Since then, the iron ore trackage has been expanded as new mines have opened. With mergers and takeovers, there has been considerable consolidation of mine (and railroad trackage) ownership, particularly with BHP and Rio Tinto.

On 21 June 2001, eight BHP Billiton GE AC6000CWs combined to set the world record for the longest and heaviest train; hauling a 682-car, 99,734 gross-tonne (82,000 tonnes of ore), 7.3 kilometre-long train. In April 2008, Fortescue Metals Group opened a line from Cloud Break mine to Port Hedland. In November 2015, Hancock Prospecting opened a 344 kilometre line from Roy Hill.

In 2013, Aurizon in conjunction with Brockman Mining and Atlas Iron under an Alliance Study Agreement, completed a study for a new independent iron ore railway in the Pilbara. As of 2014, iron ore trackage in the Pilbara was 2,295 kilometres long. It accounted for 94% of all Australian iron ore exports.

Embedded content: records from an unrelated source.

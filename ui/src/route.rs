//! Route parameters of the explore view and the links between views.

use api::hash_kind::HashKind;
use api::network::Network;

use crate::Route;

/// The `{hash, kind, network}` a view was opened with.
#[derive(Clone, Debug, PartialEq, Eq, Default)]
pub struct RouteParams {
    pub hash: String,
    pub hash_kind: HashKind,
    pub network: Network,
}

impl RouteParams {
    /// `network` is the optional trailing route segment; anything other than
    /// a known network selects mainnet.
    pub fn new(hash_kind: HashKind, hash: impl Into<String>, network: Option<&str>) -> Self {
        Self {
            hash: hash.into(),
            hash_kind,
            network: Network::from_route(network),
        }
    }

    /// The route that opens these parameters. Mainnet routes carry no
    /// network segment.
    pub fn to_route(&self) -> Route {
        match self.network {
            Network::Mainnet => Route::Explore {
                kind: self.hash_kind,
                hash: self.hash.clone(),
            },
            network => Route::ExploreOnNetwork {
                kind: self.hash_kind,
                hash: self.hash.clone(),
                network: network.to_string(),
            },
        }
    }
}

/// Link to a single transaction on `network`.
pub fn transaction_route(hash: &str, network: Network) -> Route {
    RouteParams {
        hash: hash.to_string(),
        hash_kind: HashKind::Transaction,
        network,
    }
    .to_route()
}

#[cfg(test)]
mod tests {
    use super::*;

    #[test]
    fn network_segment_is_optional() {
        let params = RouteParams::new(HashKind::Bundle, "ABC", None);
        assert_eq!(params.network, Network::Mainnet);
        assert_eq!(
            params.to_route(),
            Route::Explore {
                kind: HashKind::Bundle,
                hash: "ABC".to_string()
            }
        );

        let params = RouteParams::new(HashKind::Tag, "TAG", Some("devnet"));
        assert_eq!(
            params.to_route(),
            Route::ExploreOnNetwork {
                kind: HashKind::Tag,
                hash: "TAG".to_string(),
                network: "devnet".to_string()
            }
        );
    }

    #[test]
    fn transaction_links_render_paths() {
        let hash = "A".repeat(81);
        assert_eq!(
            transaction_route(&hash, Network::Mainnet).to_string(),
            format!("/transaction/{hash}")
        );
        assert_eq!(
            transaction_route(&hash, Network::Devnet).to_string(),
            format!("/transaction/{hash}/devnet")
        );
    }

    #[test]
    fn paths_parse_back_into_routes() {
        use std::str::FromStr;

        assert_eq!(Route::from_str("/").ok(), Some(Route::Search {}));
        assert_eq!(
            Route::from_str("/simple-transaction").ok(),
            Some(Route::SimpleTransaction {})
        );
        assert_eq!(
            Route::from_str("/address/ABC/devnet").ok(),
            Some(Route::ExploreOnNetwork {
                kind: HashKind::Address,
                hash: "ABC".to_string(),
                network: "devnet".to_string()
            })
        );
    }
}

In 2020, Rio Tinto completed their "AutoHaul" project fully automating their 200+ engine fleet into a driverless configuration.

==Railways==
- Fortescue railway — owned and operated by FMG.
- Goldsworthy railway and Mount Newman railway — owned and operated by BHP.
- Hamersley & Robe River railway — majority-owned by Rio Tinto and operated by its subsidiary Pilbara Iron.
- Roy Hill railway — owned and operated by Hancock Prospecting.

==Rolling stock==
Goldsworthy Mining operated locomotives to the same design as the WAGR H and K classes as well as one EMD JT42C (GML10, based on both the V/Line N and Australian National DL classes).

The other three mining companies operate larger locomotives built to take advantage of the wide (American) loading gauge. Some were built under licence in Australia by AE Goodwin, Comeng, and rebuilt by A Goninan & Co and Clyde Engineering, however most have been imported from the United States.

Locomotives operated have included members of the following classes:

===Alco===
- Alco C628
- Alco C630
- Alco C636
- Montreal Locomotive Works M636

===GE Transportation===
- GE C36-7
- GE CM39-8
- GE Dash 9-44CW
- GE AC6000CW
- GE ES44ACi
- GE ES44DCi

===Electro-Motive Diesel===
- EMD SD50
- EMD SD40R
- EMD SD40-2
- EMD SD70ACe/lc

==Ports==
The large-tonnage heavy-duty iron ore shipments require deep-water ports, which have to accommodate very high tidal ranges.
- BHP
  - Port Hedland
  - Mount Newman

  - Port Hedland
  - Goldsworthy – now closed
  - Shay Gap
  - Yarrie mine

- Rio Tinto
  - Dampier
  - Hamersley
  - Cape Lambert
  - Robe River

- Fortescue Metals Group
  - Point Anderson near Port Hedland
  - Christmas Creek mine

==In development==
- Anketell Port, near Cape Lambert

== Engineering heritage award ==
The heavy haul railways received an Engineering Heritage International Marker from Engineers Australia as part of its Engineering Heritage Recognition Program.